Female endurance athletes (they were actually duathletes who compete in combined cycling and running events) added twice a week heavy strength training (leg work) to their programs [1]. They gained as much strength in 11 weeks as untrained women. So the endurance regimen of the duathletes did not interfere with their strength gains. The exception was in high power movements like maximum jump height, which improved more in the “strength only group” than the “endurance plus strength group”. Unfortunately the authors did not mention the absolute performance on these tests of the two groups, it is likely the duathletes were better at these moves to begin with.

The other crucial finding (by the same authors, published separately) was that the endurance plus strength trained athletes improved their fatigue resistance in running and cycling tests compared to a group of athletes who trained endurance only [2]. So the addition of strength training was beneficial, it did not interfere with endurance. It is also widely thought that the addition of strength training to an endurance program helps with injury prevention.

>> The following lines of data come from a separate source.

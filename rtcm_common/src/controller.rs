//! Controller trait, loader trait and error types.
//!
//! This module defines:
//! - `Controller` trait - the capability set every control algorithm exposes
//! - `ControllerLoader` trait - source of controller instances by type name
//! - `ControllerError` enum - errors a controller reports to the manager
//! - `InitContext` - what a controller sees during `init_request`
//! - `ControllerSpec` - name, type and parameters of a configured controller

use crate::hardware::{HardwareInterfaces, JointHandle};
use crate::types::{ClaimedResources, InterfaceKind};
use serde::{Deserialize, Serialize};
use std::time::{Duration, Instant};
use thiserror::Error;

/// Errors reported by a controller.
///
/// During `init_request` any error is a load failure. During `starting`,
/// `update` or `stopping` any error is fatal for the controller: the manager
/// forces it to `Stopped` and releases its claims.
#[derive(Debug, Clone, PartialEq, Error)]
pub enum ControllerError {
    /// Required parameter absent from the controller spec.
    #[error("missing parameter '{0}'")]
    MissingParameter(String),

    /// Parameter present but unusable.
    #[error("invalid parameter '{name}': {reason}")]
    InvalidParameter { name: String, reason: String },

    /// The hardware does not expose the requested resource.
    #[error("{interface} interface has no resource '{resource}'")]
    UnknownResource {
        interface: InterfaceKind,
        resource: String,
    },

    /// Failure while running.
    #[error("{0}")]
    Fault(String),
}

/// Configured controller: what `load_controller(name)` instantiates.
///
/// # TOML Example
///
/// ```toml
/// [[controllers]]
/// name = "arm_position"
/// type = "JointPositionController"
/// autostart = true
/// [controllers.params]
/// joints = ["joint1", "joint2"]
/// ```
#[derive(Debug, Clone, PartialEq, Serialize, Deserialize)]
pub struct ControllerSpec {
    /// Unique controller name.
    pub name: String,
    /// Type name resolved through the registered loaders.
    #[serde(rename = "type")]
    pub type_name: String,
    /// Start this controller once the cycle is running.
    #[serde(default)]
    pub autostart: bool,
    /// Controller-specific parameters.
    #[serde(default)]
    pub params: toml::Table,
}

impl ControllerSpec {
    /// Spec without parameters.
    pub fn new(name: impl Into<String>, type_name: impl Into<String>) -> Self {
        Self {
            name: name.into(),
            type_name: type_name.into(),
            autostart: false,
            params: toml::Table::new(),
        }
    }

    /// Builder-style parameter insert.
    pub fn with_param(mut self, key: &str, value: impl Into<toml::Value>) -> Self {
        self.params.insert(key.to_string(), value.into());
        self
    }
}

/// What a controller sees during `init_request`.
pub struct InitContext<'a> {
    name: &'a str,
    hardware: &'a HardwareInterfaces,
    params: &'a toml::Table,
}

impl<'a> InitContext<'a> {
    /// Context for controller `name`.
    pub fn new(name: &'a str, hardware: &'a HardwareInterfaces, params: &'a toml::Table) -> Self {
        Self {
            name,
            hardware,
            params,
        }
    }

    /// Name the controller is loaded under.
    pub fn name(&self) -> &str {
        self.name
    }

    /// Full hardware catalogue.
    pub fn hardware(&self) -> &HardwareInterfaces {
        self.hardware
    }

    /// Raw parameter table.
    pub fn params(&self) -> &toml::Table {
        self.params
    }

    /// Obtain a command handle and record the claim.
    ///
    /// Read-only `JointState` handles are returned without a claim.
    ///
    /// # Errors
    /// `ControllerError::UnknownResource` if the hardware does not expose
    /// `resource` through `interface`.
    pub fn claim(
        &self,
        interface: InterfaceKind,
        resource: &str,
        claimed: &mut ClaimedResources,
    ) -> Result<JointHandle, ControllerError> {
        let handle = self
            .hardware
            .get(interface, resource)
            .cloned()
            .ok_or_else(|| ControllerError::UnknownResource {
                interface,
                resource: resource.to_string(),
            })?;
        if interface.is_command() {
            claimed.claim(interface, resource);
        }
        Ok(handle)
    }

    /// Read-only state handle for `resource`.
    pub fn state_handle(&self, resource: &str) -> Result<JointHandle, ControllerError> {
        let mut unused = ClaimedResources::new();
        self.claim(InterfaceKind::JointState, resource, &mut unused)
    }

    /// Optional float parameter; integers are accepted.
    pub fn f64_param(&self, key: &str) -> Result<Option<f64>, ControllerError> {
        self.params
            .get(key)
            .map(|value| as_f64(key, value))
            .transpose()
    }

    /// Optional list of strings.
    pub fn str_list_param(&self, key: &str) -> Result<Option<Vec<String>>, ControllerError> {
        let Some(value) = self.params.get(key) else {
            return Ok(None);
        };
        let items = value.as_array().ok_or_else(|| invalid(key, "expected an array"))?;
        items
            .iter()
            .map(|item| {
                item.as_str()
                    .map(str::to_string)
                    .ok_or_else(|| invalid(key, "expected an array of strings"))
            })
            .collect::<Result<Vec<_>, _>>()
            .map(Some)
    }

    /// Optional list of floats; integers are accepted.
    pub fn f64_list_param(&self, key: &str) -> Result<Option<Vec<f64>>, ControllerError> {
        let Some(value) = self.params.get(key) else {
            return Ok(None);
        };
        let items = value.as_array().ok_or_else(|| invalid(key, "expected an array"))?;
        items
            .iter()
            .map(|item| as_f64(key, item))
            .collect::<Result<Vec<_>, _>>()
            .map(Some)
    }

    /// Required list of strings.
    pub fn required_str_list(&self, key: &str) -> Result<Vec<String>, ControllerError> {
        self.str_list_param(key)?
            .ok_or_else(|| ControllerError::MissingParameter(key.to_string()))
    }
}

fn as_f64(key: &str, value: &toml::Value) -> Result<f64, ControllerError> {
    match value {
        toml::Value::Float(f) => Ok(*f),
        toml::Value::Integer(i) => Ok(*i as f64),
        _ => Err(invalid(key, "expected a number")),
    }
}

fn invalid(key: &str, reason: &str) -> ControllerError {
    ControllerError::InvalidParameter {
        name: key.to_string(),
        reason: reason.to_string(),
    }
}

/// Capability set of a control algorithm.
///
/// # Lifecycle
///
/// 1. `init_request()` - once, on the loading thread; declares claims
/// 2. `starting()` - on the periodic thread, when a switch starts it
/// 3. `update()` - every tick while running, before the hardware write
/// 4. `stopping()` - on the periodic thread, when a switch stops it
///
/// `starting`, `update` and `stopping` run inside the hard-deadline cycle:
/// they must not block, sleep or perform I/O.
pub trait Controller: Send {
    /// Acquire handles and declare every claimed resource in `claimed`.
    fn init_request(
        &mut self,
        ctx: &InitContext<'_>,
        claimed: &mut ClaimedResources,
    ) -> Result<(), ControllerError>;

    /// Called once before the first `update` of a run.
    fn starting(&mut self, _now: Instant) -> Result<(), ControllerError> {
        Ok(())
    }

    /// One control step.
    fn update(&mut self, now: Instant, period: Duration) -> Result<(), ControllerError>;

    /// Called once after the last `update` of a run.
    fn stopping(&mut self, _now: Instant) -> Result<(), ControllerError> {
        Ok(())
    }
}

/// Factory function type for creating controller instances.
pub type ControllerFactory = fn() -> Box<dyn Controller>;

/// Source of controller instances.
pub trait ControllerLoader: Send + Sync {
    /// Loader identifier used in logs.
    fn name(&self) -> &str;

    /// Instantiate a controller of `type_name`, or `None` if it cannot.
    fn create_instance(&self, type_name: &str) -> Option<Box<dyn Controller>>;

    /// Type names this loader can instantiate.
    fn declared_classes(&self) -> Vec<String>;
}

My take is to mix a modest amount of leg strength training with my endurance training. I do a larger amount of upper body strength training because I do less endurance training of the upper body. This is a good mix which helps me stay injury free (as long as I don’t have accidents!) and prevents muscle loss with age.

I think the jury may still be out for those who are primarily interested in strength training, as to the effect of adding endurance training to the mix. Alex focussed on that in a previous Sweat Science article here. He showed evidence that the impairment in strength gains is not much of a problem unless you are doing endurance training four or more times a week. Even then, the problem can be mitigated by making sure you eat enough to offset the calories burned doing endurance exercise. You should start each strength training session with your fuel tanks topped off, and also make sure you are getting adequate protein.